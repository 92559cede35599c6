//! MySQL backend over sqlx. Schema lives in `schema.sql`.
//!
//! Enum-typed columns are stored as their snake_case strings and parsed
//! back through strum, so a row that predates a code change fails loudly
//! instead of deserializing into the wrong variant.

use std::str::FromStr;

use chrono::{DateTime, NaiveDate, Utc};
use sqlx::mysql::MySqlPool;
use sqlx::prelude::FromRow;

use crate::error::{LeaveError, LeaveResult};
use crate::model::{
    AccrualMethod, CreditStatus, DurationType, EmployeeProfile, Gender, GenderEligibility,
    HolidayType, LeaveApplication, LeaveBalance, LeaveCreditRequest, LeaveKind, LeaveStatus,
    LeaveType, PublicHoliday,
};
use crate::store::ApplicationFilter;

pub struct MySqlStore {
    pool: MySqlPool,
}

impl MySqlStore {
    pub async fn connect(database_url: &str) -> LeaveResult<Self> {
        let pool = MySqlPool::connect(database_url).await?;
        Ok(MySqlStore { pool })
    }

    pub fn with_pool(pool: MySqlPool) -> Self {
        MySqlStore { pool }
    }
}

fn parse_enum<T: FromStr>(value: &str, what: &str) -> LeaveResult<T> {
    value
        .parse()
        .map_err(|_| LeaveError::Storage(format!("unrecognized {what} value: {value}")))
}

// Typed bind values for dynamically assembled WHERE clauses.
enum FilterValue {
    U64(u64),
    Str(String),
    Date(NaiveDate),
}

### About this exercise
In the entries above, count the lines that include "FromStr" and write nothing but that number.

### Answer to the exercise
2